WHAT YOU ARE ASKED TO DO: Going from the top of the data below, give again each line through the one containing "pub struct FilteredView", both ends kept.

PROVIDED MATERIAL:
____
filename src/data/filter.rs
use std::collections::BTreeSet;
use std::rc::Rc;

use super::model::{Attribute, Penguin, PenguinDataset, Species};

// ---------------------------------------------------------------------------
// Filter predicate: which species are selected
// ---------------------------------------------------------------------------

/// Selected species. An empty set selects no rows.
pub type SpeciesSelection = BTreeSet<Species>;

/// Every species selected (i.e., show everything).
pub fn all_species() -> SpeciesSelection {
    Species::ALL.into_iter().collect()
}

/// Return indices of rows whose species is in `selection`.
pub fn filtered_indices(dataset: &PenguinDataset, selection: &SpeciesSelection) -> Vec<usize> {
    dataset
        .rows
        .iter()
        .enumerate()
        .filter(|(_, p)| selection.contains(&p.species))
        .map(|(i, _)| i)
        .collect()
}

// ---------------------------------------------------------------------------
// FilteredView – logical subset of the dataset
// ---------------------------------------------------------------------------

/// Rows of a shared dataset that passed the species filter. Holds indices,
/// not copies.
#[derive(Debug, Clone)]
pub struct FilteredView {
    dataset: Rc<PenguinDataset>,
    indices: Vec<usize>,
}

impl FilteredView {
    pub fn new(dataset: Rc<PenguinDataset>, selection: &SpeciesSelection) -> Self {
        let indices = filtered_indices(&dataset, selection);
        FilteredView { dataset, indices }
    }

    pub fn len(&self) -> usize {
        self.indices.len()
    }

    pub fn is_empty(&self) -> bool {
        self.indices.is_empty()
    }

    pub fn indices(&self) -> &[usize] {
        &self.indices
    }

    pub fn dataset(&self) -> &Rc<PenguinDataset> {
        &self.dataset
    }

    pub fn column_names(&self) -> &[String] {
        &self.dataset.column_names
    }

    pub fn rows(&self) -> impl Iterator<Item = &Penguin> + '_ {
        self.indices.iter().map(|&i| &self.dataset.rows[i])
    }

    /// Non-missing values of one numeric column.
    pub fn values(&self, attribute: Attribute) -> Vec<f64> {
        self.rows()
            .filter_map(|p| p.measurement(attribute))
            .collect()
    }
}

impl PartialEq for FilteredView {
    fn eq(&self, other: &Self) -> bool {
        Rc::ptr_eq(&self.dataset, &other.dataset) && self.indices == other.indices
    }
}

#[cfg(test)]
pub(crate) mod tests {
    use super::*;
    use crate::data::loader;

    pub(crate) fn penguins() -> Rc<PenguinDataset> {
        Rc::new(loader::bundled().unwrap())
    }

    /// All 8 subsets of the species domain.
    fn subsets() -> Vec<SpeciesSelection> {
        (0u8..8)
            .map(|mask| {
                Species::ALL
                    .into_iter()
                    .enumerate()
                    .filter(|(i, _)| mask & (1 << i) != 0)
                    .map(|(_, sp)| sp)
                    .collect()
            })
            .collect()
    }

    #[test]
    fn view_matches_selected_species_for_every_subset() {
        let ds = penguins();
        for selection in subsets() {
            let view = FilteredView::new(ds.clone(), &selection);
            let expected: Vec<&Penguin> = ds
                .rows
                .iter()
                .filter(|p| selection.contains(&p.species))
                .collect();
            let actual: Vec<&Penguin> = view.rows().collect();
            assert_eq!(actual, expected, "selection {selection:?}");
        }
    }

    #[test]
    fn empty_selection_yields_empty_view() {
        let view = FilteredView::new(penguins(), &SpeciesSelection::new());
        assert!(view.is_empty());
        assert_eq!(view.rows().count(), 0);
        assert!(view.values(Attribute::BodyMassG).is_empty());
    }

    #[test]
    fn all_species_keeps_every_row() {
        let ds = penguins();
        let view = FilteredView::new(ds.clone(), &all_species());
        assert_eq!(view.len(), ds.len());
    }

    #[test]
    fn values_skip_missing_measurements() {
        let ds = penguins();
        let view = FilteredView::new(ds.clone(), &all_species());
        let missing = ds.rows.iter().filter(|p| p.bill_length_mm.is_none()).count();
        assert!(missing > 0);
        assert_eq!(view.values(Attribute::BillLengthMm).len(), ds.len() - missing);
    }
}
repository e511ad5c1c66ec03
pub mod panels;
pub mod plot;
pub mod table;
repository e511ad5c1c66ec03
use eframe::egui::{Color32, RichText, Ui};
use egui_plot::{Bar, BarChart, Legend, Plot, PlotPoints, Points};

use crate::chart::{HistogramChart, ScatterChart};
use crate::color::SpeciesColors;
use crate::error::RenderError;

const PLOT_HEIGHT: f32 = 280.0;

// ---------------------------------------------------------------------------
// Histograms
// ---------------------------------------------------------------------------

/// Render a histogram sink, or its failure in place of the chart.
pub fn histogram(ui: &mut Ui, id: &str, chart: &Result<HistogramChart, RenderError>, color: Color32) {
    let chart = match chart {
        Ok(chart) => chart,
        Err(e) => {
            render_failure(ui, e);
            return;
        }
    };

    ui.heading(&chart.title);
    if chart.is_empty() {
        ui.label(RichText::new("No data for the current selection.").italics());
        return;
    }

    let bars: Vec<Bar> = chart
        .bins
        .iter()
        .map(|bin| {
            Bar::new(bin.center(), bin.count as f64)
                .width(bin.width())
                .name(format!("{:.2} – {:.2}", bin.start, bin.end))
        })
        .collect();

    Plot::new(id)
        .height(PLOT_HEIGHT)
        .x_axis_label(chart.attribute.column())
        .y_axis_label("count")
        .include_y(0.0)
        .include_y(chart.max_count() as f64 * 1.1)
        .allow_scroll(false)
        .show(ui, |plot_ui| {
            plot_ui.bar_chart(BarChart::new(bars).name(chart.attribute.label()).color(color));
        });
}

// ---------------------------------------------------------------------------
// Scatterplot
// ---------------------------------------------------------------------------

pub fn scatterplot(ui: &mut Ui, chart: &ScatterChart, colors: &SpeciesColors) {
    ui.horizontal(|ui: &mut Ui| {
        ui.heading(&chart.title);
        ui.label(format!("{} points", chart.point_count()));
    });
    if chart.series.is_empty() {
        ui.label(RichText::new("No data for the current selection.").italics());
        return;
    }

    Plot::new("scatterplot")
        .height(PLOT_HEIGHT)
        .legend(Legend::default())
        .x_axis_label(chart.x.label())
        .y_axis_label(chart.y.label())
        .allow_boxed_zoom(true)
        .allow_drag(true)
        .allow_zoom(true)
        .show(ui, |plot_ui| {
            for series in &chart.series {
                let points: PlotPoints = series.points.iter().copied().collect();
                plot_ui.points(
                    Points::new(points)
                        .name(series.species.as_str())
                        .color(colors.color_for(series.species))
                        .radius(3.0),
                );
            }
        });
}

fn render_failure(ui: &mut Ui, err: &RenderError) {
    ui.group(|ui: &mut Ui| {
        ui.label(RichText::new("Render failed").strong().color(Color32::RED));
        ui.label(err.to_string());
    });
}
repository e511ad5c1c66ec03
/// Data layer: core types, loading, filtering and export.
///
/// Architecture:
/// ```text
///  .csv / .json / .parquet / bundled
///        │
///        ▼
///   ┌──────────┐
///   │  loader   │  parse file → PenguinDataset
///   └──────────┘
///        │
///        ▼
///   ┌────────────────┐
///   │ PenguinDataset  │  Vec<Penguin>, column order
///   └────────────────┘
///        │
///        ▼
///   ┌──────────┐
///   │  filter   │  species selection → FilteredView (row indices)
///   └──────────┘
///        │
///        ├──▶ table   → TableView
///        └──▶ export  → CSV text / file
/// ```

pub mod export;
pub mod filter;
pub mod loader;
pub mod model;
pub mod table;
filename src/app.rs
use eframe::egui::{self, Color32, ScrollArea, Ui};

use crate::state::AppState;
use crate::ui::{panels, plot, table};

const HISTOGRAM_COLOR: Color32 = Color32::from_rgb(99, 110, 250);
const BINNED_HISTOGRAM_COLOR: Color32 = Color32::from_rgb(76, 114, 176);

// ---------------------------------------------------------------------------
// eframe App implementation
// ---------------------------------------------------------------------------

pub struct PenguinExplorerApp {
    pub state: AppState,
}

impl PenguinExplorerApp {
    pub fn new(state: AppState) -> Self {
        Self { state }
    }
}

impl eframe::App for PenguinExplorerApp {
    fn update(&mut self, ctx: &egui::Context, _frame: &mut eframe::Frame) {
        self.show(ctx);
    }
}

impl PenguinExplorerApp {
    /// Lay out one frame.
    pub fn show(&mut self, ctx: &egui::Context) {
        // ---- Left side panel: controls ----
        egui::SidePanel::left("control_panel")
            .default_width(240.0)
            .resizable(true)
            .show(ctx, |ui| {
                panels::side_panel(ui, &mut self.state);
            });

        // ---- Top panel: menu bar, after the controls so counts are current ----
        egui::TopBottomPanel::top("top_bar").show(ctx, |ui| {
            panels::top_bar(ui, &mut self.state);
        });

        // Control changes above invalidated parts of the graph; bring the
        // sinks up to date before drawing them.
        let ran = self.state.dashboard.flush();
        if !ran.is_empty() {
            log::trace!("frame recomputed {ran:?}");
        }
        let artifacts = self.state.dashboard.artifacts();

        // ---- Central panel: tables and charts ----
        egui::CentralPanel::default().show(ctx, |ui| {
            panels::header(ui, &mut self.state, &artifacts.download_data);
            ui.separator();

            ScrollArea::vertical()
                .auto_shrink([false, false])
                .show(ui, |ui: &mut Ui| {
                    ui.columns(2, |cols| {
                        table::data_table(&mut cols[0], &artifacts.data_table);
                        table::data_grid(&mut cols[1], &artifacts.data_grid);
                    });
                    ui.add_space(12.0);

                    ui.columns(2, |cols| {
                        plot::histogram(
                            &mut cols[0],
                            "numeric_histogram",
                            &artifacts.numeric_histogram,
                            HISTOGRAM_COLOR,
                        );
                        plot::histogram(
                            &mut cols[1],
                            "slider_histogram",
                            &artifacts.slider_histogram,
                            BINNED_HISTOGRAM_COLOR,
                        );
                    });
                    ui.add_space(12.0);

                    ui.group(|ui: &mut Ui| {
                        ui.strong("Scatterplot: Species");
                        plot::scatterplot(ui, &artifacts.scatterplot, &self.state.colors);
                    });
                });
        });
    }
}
____
WRITTEN ANSWER:
filename src/data/filter.rs
use std::collections::BTreeSet;
use std::rc::Rc;

use super::model::{Attribute, Penguin, PenguinDataset, Species};

// ---------------------------------------------------------------------------
// Filter predicate: which species are selected
// ---------------------------------------------------------------------------

/// Selected species. An empty set selects no rows.
pub type SpeciesSelection = BTreeSet<Species>;

/// Every species selected (i.e., show everything).
pub fn all_species() -> SpeciesSelection {
    Species::ALL.into_iter().collect()
}

/// Return indices of rows whose species is in `selection`.
pub fn filtered_indices(dataset: &PenguinDataset, selection: &SpeciesSelection) -> Vec<usize> {
    dataset
        .rows
        .iter()
        .enumerate()
        .filter(|(_, p)| selection.contains(&p.species))
        .map(|(i, _)| i)
        .collect()
}

// ---------------------------------------------------------------------------
// FilteredView – logical subset of the dataset
// ---------------------------------------------------------------------------

/// Rows of a shared dataset that passed the species filter. Holds indices,
/// not copies.
#[derive(Debug, Clone)]
pub struct FilteredView {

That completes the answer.